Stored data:

──────

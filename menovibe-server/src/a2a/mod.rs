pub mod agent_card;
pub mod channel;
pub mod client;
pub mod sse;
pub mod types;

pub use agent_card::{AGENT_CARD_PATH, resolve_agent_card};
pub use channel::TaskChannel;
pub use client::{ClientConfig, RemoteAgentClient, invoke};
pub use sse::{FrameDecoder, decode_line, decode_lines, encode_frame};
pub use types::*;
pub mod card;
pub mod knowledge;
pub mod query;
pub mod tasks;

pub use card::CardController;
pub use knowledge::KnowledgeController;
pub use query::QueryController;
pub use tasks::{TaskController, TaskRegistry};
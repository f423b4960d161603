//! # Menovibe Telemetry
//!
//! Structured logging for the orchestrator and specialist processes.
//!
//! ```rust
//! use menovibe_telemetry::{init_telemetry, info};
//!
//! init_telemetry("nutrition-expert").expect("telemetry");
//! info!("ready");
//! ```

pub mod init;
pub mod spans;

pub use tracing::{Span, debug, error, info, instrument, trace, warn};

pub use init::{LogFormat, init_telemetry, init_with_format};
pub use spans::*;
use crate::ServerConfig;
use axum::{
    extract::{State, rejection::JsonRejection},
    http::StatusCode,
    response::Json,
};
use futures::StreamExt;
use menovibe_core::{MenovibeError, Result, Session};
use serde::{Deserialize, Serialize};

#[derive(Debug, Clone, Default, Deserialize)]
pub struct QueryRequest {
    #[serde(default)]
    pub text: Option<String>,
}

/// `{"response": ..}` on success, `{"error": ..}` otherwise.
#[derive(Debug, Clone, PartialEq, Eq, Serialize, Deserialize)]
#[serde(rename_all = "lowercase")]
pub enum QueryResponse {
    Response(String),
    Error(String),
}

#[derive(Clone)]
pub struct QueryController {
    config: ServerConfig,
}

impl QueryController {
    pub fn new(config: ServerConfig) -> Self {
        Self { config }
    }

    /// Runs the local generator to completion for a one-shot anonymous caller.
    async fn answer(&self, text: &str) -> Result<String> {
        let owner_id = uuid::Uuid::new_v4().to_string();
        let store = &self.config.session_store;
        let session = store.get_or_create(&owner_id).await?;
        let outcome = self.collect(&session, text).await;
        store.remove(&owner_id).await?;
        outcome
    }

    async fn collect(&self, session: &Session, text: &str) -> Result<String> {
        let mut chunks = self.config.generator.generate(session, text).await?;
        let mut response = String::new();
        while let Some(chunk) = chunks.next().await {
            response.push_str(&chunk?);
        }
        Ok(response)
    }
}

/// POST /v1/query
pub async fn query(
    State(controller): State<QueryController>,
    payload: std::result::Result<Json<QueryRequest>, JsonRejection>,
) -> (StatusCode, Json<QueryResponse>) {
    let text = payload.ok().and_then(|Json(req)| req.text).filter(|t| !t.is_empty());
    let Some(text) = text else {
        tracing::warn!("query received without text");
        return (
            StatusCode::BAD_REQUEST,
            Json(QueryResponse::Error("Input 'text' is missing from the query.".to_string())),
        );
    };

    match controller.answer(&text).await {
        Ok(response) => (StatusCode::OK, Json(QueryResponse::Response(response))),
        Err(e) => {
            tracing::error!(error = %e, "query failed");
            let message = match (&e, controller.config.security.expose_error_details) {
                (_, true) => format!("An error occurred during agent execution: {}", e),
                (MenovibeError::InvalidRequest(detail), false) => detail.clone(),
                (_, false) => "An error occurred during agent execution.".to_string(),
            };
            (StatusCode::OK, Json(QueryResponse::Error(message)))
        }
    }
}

──────

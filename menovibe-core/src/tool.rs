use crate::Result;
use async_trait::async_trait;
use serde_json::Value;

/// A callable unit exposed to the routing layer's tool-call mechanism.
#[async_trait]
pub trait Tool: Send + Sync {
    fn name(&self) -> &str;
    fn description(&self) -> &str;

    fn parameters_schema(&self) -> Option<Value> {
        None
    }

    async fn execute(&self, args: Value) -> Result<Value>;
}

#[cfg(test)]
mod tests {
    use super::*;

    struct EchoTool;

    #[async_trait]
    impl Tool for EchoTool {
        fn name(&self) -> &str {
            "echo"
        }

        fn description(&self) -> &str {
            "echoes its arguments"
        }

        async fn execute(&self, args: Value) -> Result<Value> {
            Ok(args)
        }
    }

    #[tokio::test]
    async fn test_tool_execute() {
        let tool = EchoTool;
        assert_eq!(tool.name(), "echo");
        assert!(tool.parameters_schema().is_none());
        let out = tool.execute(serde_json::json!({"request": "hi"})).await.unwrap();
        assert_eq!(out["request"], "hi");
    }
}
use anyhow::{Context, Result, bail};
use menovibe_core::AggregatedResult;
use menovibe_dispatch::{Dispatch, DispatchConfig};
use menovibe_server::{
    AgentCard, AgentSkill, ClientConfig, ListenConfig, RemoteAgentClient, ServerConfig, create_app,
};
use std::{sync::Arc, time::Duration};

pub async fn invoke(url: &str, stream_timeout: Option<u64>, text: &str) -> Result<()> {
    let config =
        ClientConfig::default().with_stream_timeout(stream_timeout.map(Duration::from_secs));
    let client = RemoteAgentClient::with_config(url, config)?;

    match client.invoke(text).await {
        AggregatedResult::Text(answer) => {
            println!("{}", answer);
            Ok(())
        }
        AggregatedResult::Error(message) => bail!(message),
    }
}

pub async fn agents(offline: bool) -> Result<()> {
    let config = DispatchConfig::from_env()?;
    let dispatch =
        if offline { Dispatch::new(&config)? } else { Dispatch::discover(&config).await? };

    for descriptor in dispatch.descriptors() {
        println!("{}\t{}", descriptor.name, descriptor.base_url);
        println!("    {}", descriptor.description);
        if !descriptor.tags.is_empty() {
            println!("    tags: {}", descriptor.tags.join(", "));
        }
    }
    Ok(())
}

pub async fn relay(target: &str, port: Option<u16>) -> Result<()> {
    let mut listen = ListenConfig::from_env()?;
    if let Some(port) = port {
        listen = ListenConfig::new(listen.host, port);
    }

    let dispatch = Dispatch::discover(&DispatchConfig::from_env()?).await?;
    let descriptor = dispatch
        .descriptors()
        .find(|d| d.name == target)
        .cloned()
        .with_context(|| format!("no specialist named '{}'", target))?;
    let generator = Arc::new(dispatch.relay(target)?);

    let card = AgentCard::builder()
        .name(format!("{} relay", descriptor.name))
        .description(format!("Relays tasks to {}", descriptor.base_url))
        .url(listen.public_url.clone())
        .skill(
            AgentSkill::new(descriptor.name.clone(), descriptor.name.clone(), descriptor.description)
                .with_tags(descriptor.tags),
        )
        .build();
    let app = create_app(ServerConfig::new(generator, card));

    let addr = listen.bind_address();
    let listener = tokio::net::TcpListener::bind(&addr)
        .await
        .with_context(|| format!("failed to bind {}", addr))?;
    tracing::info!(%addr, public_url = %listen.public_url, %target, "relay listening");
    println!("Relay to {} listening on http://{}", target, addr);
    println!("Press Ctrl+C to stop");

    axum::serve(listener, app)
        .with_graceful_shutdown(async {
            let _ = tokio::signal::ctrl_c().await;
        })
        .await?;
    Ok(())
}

──────

Task:
Go through the data and count every line where the word "warn" appears. Give only that count.

Answer space:
2